El viejo

Viernes de colapso, afueras de Madrid. Todo pasa muy deprisa. El viejo sube al taxi y pide carrera a uno de los hospitales de la epidemia. —Al Hospital Universitario del Volcán en Erupción, por favor.

El viejo se mueve despacio y habla con pausa. Lleva mascarilla. Enjuto y ojeroso, no cumple ya los setenta. Se da un aire a Javier Krahe, pero sin olor a fiesta. En sus manos lleva una maletita que parece casi tan vieja como él. El taxista mira de reojo, y no puede evitar abrir la ventanilla. El viejo carraspea. Media hora de viaje, media hora de viejo.

Entramos en la Autovía Cero, sentido contagio. El viejo saca un móvil y marca un número. Cara seria. —Buenas noches, Morcillo. Soy Juan Zubiri. Si, mira. Sí, oye, sigues de subdirector aquí en Madrid, ¿no? Necesito pedirte un favor.

El taxista, pelos al viento, entrecierra la ventanilla. Mira de reojo, pero no lo escucha todo. La conversación continúa.

—Sí, para que hables con el director del hospital y le digas que voy para allá. Que me ponga donde quiera, pero que no me ponga problemas. No quiero que me mareen con burocracias, ni que me manden a casa. Vale, perfecto.

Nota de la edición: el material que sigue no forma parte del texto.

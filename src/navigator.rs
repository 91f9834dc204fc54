//! Zero-copy structural navigation over an encoded buffer.
//!
//! The source always returns `car`/`cdr`/`nth` as a fresh, independently
//! storable value, because a Postgres `varlena` datum has to be
//! self-contained. This library has no such requirement — there is one
//! buffer, held for as long as the caller wants to navigate it — so every
//! operation here returns a [`Cursor`] that borrows from it instead of
//! re-encoding a new buffer. `cdr` is the one operation this changes
//! materially: since there is no wire-format "list minus its head", a
//! `cdr` cursor holds the resolved byte ranges of its remaining children
//! directly, and a `cdr` of a `cdr` is then an O(1) slice-drop instead of
//! a second resolve pass.

use crate::error::{Error, Result};
use crate::symtab::SymbolTable;
use crate::tag::{self, SEntryType, ValueType};
use crate::varint;
use byteorder::{ByteOrder, LittleEndian};

#[derive(Clone)]
enum Repr {
    /// A real element: `data[offset]` is its tag byte.
    Tag(usize),
    /// The resolved byte ranges of a virtual list's children — the result
    /// of a `cdr`, holding no tag byte of its own.
    Resolved(Vec<(usize, usize)>),
}

/// A position within a decoded buffer, from which every navigation
/// operation reads directly, without building an intermediate [`Value`].
///
/// [`Value`]: crate::value::Value
#[derive(Clone)]
pub struct Cursor<'a> {
    data: &'a [u8],
    symbols: SymbolTable<'a>,
    repr: Repr,
}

Creo que sí. Estupendo. No te entretengo más. No, a ti. Adiós, sí, sí. Adiós, adiós.

El taxista vuelve a abrir la ventanilla. Los buenos modales del viejo ahora le resultan molestos. Al momento lo piensa mejor, y abre todas las ventanillas. Esta vez, vuelan también los cuatro pelos del viejo, y con ellos, ese aire de dignidad que se gastaba.

En la radio suena una balada romántica. La historia de la humanidad, los de arriba pisando a los de abajo. El Titanic en pleno naufragio, y aquel viejo asegurándose su bote salvavidas. En el otro extremo, el taxi no era más que el contrabajo de una orquesta que, pese a todo, seguía tocando. El viejo vuelve a toser. Ya queda poco.

—No entre al parking, aparque ahí delante. Aquí, aquí está bien. ¿Cuánto le debo?

Por un momento, el taxista sintió la tentación de cobrarle. Estaba haciéndolo gratis, pero de ahí a pagarle la gasolina a un caradura... No obstante, tampoco parecía prudente tocar el dinero infecto del viejo. El miedo siempre puede a la ira. Los peces gordos caen de pie, como los gatos.

— Nada. Al hospital es gratis.

El viejo no le dio ni las gracias. Hizo un gesto de asentimiento y se giró sobre sus talones, apoyando el maletín en el bordillo. En cuestión de segundos, se había puesto guantes, gafas, gorro y una bata blanca con el logo raído del INSALUD. En la pechera, bordado con hilo azul, Dr. Zubiri.

Cuando volvió a girarse hacia el taxista, el viejo ya no era el viejo. Sin decir nada, se ajustó la mascarilla, y le acercó otra igual al taxista. Olía a cerrado.

— Póngasela como yo, que cubra de nariz a mentón. Que no quede suelta. ¡Ah! Y cuando llegue a casa, vaya directo a colgarla en el exterior y al sol.

El taxista se alejó sintiéndose afortunado. Esa noche, aquella mascarilla valía más que el dinero. Por radio entra una nueva dirección de las afueras de Madrid. Es viernes de colapso y todo está pasando muy deprisa.